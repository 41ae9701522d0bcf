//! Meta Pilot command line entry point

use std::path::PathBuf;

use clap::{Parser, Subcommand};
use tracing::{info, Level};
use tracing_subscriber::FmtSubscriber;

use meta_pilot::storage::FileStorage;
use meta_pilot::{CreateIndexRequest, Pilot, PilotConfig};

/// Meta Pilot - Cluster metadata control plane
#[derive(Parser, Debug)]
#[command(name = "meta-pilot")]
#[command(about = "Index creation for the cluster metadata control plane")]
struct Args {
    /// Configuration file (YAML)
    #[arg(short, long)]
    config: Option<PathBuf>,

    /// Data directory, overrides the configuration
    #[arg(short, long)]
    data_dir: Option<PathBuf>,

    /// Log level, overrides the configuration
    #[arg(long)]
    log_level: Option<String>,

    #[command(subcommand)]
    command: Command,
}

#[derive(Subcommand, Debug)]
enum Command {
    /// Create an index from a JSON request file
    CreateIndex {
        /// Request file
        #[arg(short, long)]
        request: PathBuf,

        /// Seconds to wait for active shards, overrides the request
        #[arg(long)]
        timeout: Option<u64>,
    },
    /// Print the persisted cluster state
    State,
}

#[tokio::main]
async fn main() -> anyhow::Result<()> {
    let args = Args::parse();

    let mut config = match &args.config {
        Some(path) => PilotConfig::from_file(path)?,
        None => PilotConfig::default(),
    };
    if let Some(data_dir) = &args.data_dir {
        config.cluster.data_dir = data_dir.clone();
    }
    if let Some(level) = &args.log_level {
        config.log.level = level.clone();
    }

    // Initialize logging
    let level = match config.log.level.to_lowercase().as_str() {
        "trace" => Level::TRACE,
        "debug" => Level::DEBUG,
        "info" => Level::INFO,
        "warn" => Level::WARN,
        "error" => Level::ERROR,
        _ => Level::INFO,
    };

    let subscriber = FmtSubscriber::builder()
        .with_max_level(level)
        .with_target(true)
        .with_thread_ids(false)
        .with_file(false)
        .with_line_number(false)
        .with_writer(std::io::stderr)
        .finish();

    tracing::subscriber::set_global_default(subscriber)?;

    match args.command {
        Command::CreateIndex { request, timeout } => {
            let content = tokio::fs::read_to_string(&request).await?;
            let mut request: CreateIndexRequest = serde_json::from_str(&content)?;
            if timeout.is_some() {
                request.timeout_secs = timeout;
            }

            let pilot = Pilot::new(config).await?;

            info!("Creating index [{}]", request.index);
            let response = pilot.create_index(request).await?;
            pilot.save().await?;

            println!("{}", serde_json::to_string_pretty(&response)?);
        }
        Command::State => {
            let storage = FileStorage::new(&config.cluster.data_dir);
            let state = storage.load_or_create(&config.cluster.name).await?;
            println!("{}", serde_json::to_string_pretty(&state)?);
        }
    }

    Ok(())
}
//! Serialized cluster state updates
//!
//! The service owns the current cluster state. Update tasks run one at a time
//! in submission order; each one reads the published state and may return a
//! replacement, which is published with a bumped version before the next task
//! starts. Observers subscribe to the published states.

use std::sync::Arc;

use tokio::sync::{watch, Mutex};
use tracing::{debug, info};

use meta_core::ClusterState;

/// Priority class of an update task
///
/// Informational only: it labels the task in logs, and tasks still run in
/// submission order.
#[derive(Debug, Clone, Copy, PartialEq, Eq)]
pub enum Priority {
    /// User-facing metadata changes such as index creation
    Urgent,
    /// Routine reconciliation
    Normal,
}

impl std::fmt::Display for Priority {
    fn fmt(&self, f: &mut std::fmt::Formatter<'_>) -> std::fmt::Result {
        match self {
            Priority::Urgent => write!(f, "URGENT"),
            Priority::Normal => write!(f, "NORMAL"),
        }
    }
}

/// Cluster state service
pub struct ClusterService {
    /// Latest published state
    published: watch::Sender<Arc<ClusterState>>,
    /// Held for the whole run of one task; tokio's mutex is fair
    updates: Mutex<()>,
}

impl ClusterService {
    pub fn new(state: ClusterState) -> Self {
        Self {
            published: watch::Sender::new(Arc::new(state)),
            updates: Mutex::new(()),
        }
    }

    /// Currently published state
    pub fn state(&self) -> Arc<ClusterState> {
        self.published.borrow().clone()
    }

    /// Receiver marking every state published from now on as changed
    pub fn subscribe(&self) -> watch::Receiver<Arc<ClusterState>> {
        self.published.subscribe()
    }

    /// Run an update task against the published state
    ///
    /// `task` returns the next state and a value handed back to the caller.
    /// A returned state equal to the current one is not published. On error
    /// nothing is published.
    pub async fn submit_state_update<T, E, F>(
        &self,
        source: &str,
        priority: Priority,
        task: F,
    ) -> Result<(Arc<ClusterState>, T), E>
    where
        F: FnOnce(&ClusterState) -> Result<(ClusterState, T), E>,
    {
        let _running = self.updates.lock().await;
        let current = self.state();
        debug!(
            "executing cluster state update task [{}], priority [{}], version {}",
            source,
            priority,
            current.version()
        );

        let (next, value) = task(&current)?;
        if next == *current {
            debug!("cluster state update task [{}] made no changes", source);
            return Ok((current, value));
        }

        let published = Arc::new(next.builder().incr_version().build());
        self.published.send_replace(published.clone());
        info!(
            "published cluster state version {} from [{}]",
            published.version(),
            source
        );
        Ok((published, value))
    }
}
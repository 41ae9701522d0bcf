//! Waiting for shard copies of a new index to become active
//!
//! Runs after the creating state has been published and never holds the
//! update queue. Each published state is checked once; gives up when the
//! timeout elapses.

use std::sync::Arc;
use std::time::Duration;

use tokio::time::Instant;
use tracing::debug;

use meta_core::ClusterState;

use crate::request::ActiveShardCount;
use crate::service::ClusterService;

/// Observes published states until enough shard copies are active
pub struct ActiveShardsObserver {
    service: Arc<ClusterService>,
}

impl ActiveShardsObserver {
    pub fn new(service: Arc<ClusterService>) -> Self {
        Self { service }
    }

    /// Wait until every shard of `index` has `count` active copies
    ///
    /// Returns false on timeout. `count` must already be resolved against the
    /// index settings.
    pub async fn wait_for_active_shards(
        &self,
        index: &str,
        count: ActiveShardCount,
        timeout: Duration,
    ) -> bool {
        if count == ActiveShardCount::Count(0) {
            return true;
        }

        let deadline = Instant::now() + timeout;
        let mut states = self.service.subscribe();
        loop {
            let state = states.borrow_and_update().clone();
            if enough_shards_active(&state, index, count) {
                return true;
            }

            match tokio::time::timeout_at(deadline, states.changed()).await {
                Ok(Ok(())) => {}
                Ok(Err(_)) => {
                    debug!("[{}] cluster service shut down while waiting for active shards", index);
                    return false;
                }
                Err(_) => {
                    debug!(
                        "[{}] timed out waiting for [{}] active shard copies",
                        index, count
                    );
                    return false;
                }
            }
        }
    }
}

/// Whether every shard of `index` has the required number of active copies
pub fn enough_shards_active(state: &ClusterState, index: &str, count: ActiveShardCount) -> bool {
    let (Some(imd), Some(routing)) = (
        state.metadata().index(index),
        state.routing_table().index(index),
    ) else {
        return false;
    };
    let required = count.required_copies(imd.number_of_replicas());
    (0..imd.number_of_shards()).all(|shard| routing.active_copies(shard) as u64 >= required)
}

(Requirement)
What's needed is a word-for-word restatement of all the entries.

(Expected output)
repository 41ae9701522d0bcf
//! Meta Pilot command line entry point

use std::path::PathBuf;

use clap::{Parser, Subcommand};
use tracing::{info, Level};
use tracing_subscriber::FmtSubscriber;

use meta_pilot::storage::FileStorage;
use meta_pilot::{CreateIndexRequest, Pilot, PilotConfig};

/// Meta Pilot - Cluster metadata control plane
#[derive(Parser, Debug)]
#[command(name = "meta-pilot")]
#[command(about = "Index creation for the cluster metadata control plane")]
struct Args {
    /// Configuration file (YAML)
    #[arg(short, long)]
    config: Option<PathBuf>,

    /// Data directory, overrides the configuration
    #[arg(short, long)]
    data_dir: Option<PathBuf>,

    /// Log level, overrides the configuration
    #[arg(long)]
    log_level: Option<String>,

    #[command(subcommand)]
    command: Command,
}

#[derive(Subcommand, Debug)]
enum Command {
    /// Create an index from a JSON request file
    CreateIndex {
        /// Request file
        #[arg(short, long)]
        request: PathBuf,

        /// Seconds to wait for active shards, overrides the request
        #[arg(long)]
        timeout: Option<u64>,
    },
    /// Print the persisted cluster state
    State,
}

#[tokio::main]
async fn main() -> anyhow::Result<()> {
    let args = Args::parse();

    let mut config = match &args.config {
        Some(path) => PilotConfig::from_file(path)?,
        None => PilotConfig::default(),
    };
    if let Some(data_dir) = &args.data_dir {
        config.cluster.data_dir = data_dir.clone();
    }
    if let Some(level) = &args.log_level {
        config.log.level = level.clone();
    }

    // Initialize logging
    let level = match config.log.level.to_lowercase().as_str() {
        "trace" => Level::TRACE,
        "debug" => Level::DEBUG,
        "info" => Level::INFO,
        "warn" => Level::WARN,
        "error" => Level::ERROR,
        _ => Level::INFO,
    };

    let subscriber = FmtSubscriber::builder()
        .with_max_level(level)
        .with_target(true)
        .with_thread_ids(false)
        .with_file(false)
        .with_line_number(false)
        .with_writer(std::io::stderr)
        .finish();

    tracing::subscriber::set_global_default(subscriber)?;

    match args.command {
        Command::CreateIndex { request, timeout } => {
            let content = tokio::fs::read_to_string(&request).await?;
            let mut request: CreateIndexRequest = serde_json::from_str(&content)?;
            if timeout.is_some() {
                request.timeout_secs = timeout;
            }

            let pilot = Pilot::new(config).await?;

            info!("Creating index [{}]", request.index);
            let response = pilot.create_index(request).await?;
            pilot.save().await?;

            println!("{}", serde_json::to_string_pretty(&response)?);
        }
        Command::State => {
            let storage = FileStorage::new(&config.cluster.data_dir);
            let state = storage.load_or_create(&config.cluster.name).await?;
            println!("{}", serde_json::to_string_pretty(&state)?);
        }
    }

    Ok(())
}
//! Serialized cluster state updates
//!
//! The service owns the current cluster state. Update tasks run one at a time
//! in submission order; each one reads the published state and may return a
//! replacement, which is published with a bumped version before the next task
//! starts. Observers subscribe to the published states.

use std::sync::Arc;

use tokio::sync::{watch, Mutex};
use tracing::{debug, info};

use meta_core::ClusterState;

/// Priority class of an update task
///
/// Informational only: it labels the task in logs, and tasks still run in
/// submission order.
#[derive(Debug, Clone, Copy, PartialEq, Eq)]
pub enum Priority {
    /// User-facing metadata changes such as index creation
    Urgent,
    /// Routine reconciliation
    Normal,
}

impl std::fmt::Display for Priority {
    fn fmt(&self, f: &mut std::fmt::Formatter<'_>) -> std::fmt::Result {
        match self {
            Priority::Urgent => write!(f, "URGENT"),
            Priority::Normal => write!(f, "NORMAL"),
        }
    }
}

/// Cluster state service
pub struct ClusterService {
    /// Latest published state
    published: watch::Sender<Arc<ClusterState>>,
    /// Held for the whole run of one task; tokio's mutex is fair
    updates: Mutex<()>,
}

impl ClusterService {
    pub fn new(state: ClusterState) -> Self {
        Self {
            published: watch::Sender::new(Arc::new(state)),
            updates: Mutex::new(()),
        }
    }

    /// Currently published state
    pub fn state(&self) -> Arc<ClusterState> {
        self.published.borrow().clone()
    }

    /// Receiver marking every state published from now on as changed
    pub fn subscribe(&self) -> watch::Receiver<Arc<ClusterState>> {
        self.published.subscribe()
    }

    /// Run an update task against the published state
    ///
    /// `task` returns the next state and a value handed back to the caller.
    /// A returned state equal to the current one is not published. On error
    /// nothing is published.
    pub async fn submit_state_update<T, E, F>(
        &self,
        source: &str,
        priority: Priority,
        task: F,
    ) -> Result<(Arc<ClusterState>, T), E>
    where
        F: FnOnce(&ClusterState) -> Result<(ClusterState, T), E>,
    {
        let _running = self.updates.lock().await;
        let current = self.state();
        debug!(
            "executing cluster state update task [{}], priority [{}], version {}",
            source,
            priority,
            current.version()
        );

        let (next, value) = task(&current)?;
        if next == *current {
            debug!("cluster state update task [{}] made no changes", source);
            return Ok((current, value));
        }

        let published = Arc::new(next.builder().incr_version().build());
        self.published.send_replace(published.clone());
        info!(
            "published cluster state version {} from [{}]",
            published.version(),
            source
        );
        Ok((published, value))
    }
}
repository 41ae9701522d0bcf
//! Waiting for shard copies of a new index to become active
//!
//! Runs after the creating state has been published and never holds the
//! update queue. Each published state is checked once; gives up when the
//! timeout elapses.

use std::sync::Arc;
use std::time::Duration;

use tokio::time::Instant;
use tracing::debug;

use meta_core::ClusterState;

use crate::request::ActiveShardCount;
use crate::service::ClusterService;

/// Observes published states until enough shard copies are active
pub struct ActiveShardsObserver {
    service: Arc<ClusterService>,
}

impl ActiveShardsObserver {
    pub fn new(service: Arc<ClusterService>) -> Self {
        Self { service }
    }

    /// Wait until every shard of `index` has `count` active copies
    ///
    /// Returns false on timeout. `count` must already be resolved against the
    /// index settings.
    pub async fn wait_for_active_shards(
        &self,
        index: &str,
        count: ActiveShardCount,
        timeout: Duration,
    ) -> bool {
        if count == ActiveShardCount::Count(0) {
            return true;
        }

        let deadline = Instant::now() + timeout;
        let mut states = self.service.subscribe();
        loop {
            let state = states.borrow_and_update().clone();
            if enough_shards_active(&state, index, count) {
                return true;
            }

            match tokio::time::timeout_at(deadline, states.changed()).await {
                Ok(Ok(())) => {}
                Ok(Err(_)) => {
                    debug!("[{}] cluster service shut down while waiting for active shards", index);
                    return false;
                }
                Err(_) => {
                    debug!(
                        "[{}] timed out waiting for [{}] active shard copies",
                        index, count
                    );
                    return false;
                }
            }
        }
    }
}

/// Whether every shard of `index` has the required number of active copies
pub fn enough_shards_active(state: &ClusterState, index: &str, count: ActiveShardCount) -> bool {
    let (Some(imd), Some(routing)) = (
        state.metadata().index(index),
        state.routing_table().index(index),
    ) else {
        return false;
    };
    let required = count.required_copies(imd.number_of_replicas());
    (0..imd.number_of_shards()).all(|shard| routing.active_copies(shard) as u64 >= required)
}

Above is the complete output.